There are number of structural subjects that give surge to alkylating capability and these are further sub-categorised below.
These include alkyl chlorides bromides and iodides. Reactivities are in the order I > Br > Cl. Hence iodide salts are sometimes used to catalyse a reaction with alkyl chlorides, since I is a good nucleophile that displaces the chloride. The resulting alkyl iodide is a more powerful alkylating agent because iodide is a much better leaving group than chloride.
2. Hydroperoxides: Hydroperoxides result in oxidative damage to DNA.
3. Fused tricyclics: These compounds are able to intercalate between the coils of the DNA double helix.
4.Substituted purines and pyrimidines: Replaced purines and pyrimidines can themselves be inaccurately merged into the DNA sequence, leading to mutations.

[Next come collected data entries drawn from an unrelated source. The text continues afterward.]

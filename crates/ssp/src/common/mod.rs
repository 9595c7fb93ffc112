pub mod operand;
pub mod request;
pub mod resource;
pub mod resource_status;
pub mod version_cache;

pub use operand::Operand;
pub use request::Request;
pub use resource::{create_or_update, delete_resource, ManagedResource, Ownership, ReconcileOutcome};
pub use resource_status::ResourceStatus;
pub use version_cache::{ResourceKey, VersionCache, VersionRecord};

use std::collections::BTreeMap;

pub const APP_NAME_LABEL: &str = "app.kubernetes.io/name";
pub const APP_COMPONENT_LABEL: &str = "app.kubernetes.io/component";
pub const APP_MANAGED_BY_LABEL: &str = "app.kubernetes.io/managed-by";
pub const MANAGED_BY: &str = "ssp-operator";

/// Labels put on every resource an operand creates.
pub fn common_labels(name: &str, component: &str) -> BTreeMap<String, String> {
    BTreeMap::from([
        (APP_NAME_LABEL.to_string(), label_value(name)),
        (APP_COMPONENT_LABEL.to_string(), component.to_string()),
        (APP_MANAGED_BY_LABEL.to_string(), MANAGED_BY.to_string()),
    ])
}

const MAX_LABEL_VALUE_LEN: usize = 63;

fn is_label_char(c: char) -> bool {
    c.is_ascii_alphanumeric() || matches!(c, '-' | '_' | '.')
}

/// Whether the API server accepts `value` as a label value.
pub fn is_valid_label_value(value: &str) -> bool {
    if value.is_empty() {
        return true;
    }
    value.len() <= MAX_LABEL_VALUE_LEN
        && value.chars().all(is_label_char)
        && value.starts_with(|c: char| c.is_ascii_alphanumeric())
        && value.ends_with(|c: char| c.is_ascii_alphanumeric())
}

/// Maps a resource name to a label value, replacing characters that are not
/// allowed (such as the `:` of RBAC role names) with `-`.
pub fn label_value(name: &str) -> String {
    let replaced: String = name
        .chars()
        .map(|c| if is_label_char(c) { c } else { '-' })
        .take(MAX_LABEL_VALUE_LEN)
        .collect();
    replaced
        .trim_matches(|c: char| !c.is_ascii_alphanumeric())
        .to_string()
}
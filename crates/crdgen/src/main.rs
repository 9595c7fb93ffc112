use kube::CustomResourceExt as _;
use ssp::api::v1beta1::ssp::Ssp;

fn main() -> anyhow::Result<()> {
    print!("{}", serde_yaml::to_string(&Ssp::crd())?);
    Ok(())
}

5.Epoxides: Ring-opening of epoxide results in a reactive ion that can alkylate DNAQuinolines can be metabolished to form an epoxide on the nitrogen ring.
6.Aziridines: The strained ring in aziridines makes them reactive, with ring-opening under attack from any nucleophile to create a new nucleophile–carbon bond. Aziridine rings can be formed from the intramolecular substitution of a halogen atom by the nitrogen in nitrogen mustards.
7.Reactive amines: Aromatic amines (anilines) can be activated in vivo to form reactive amines. These are nucleophiles and may attack DNA, forming covalent modifications. Aromatic nitro compounds can be metabolized and form reactive amines.
Chemical structure with listed functional groups known to be involved in reactions with DNA that could be used as structural alerts. These functional groups were categorized into aromatic groups. These are reported as genotoxic impurities which should be removed or in cases where it is inevitable, these should be within limits to prevent the toxicity. Need to develop different API purification techniques for removal of genotoxic impurities to the stringent levels.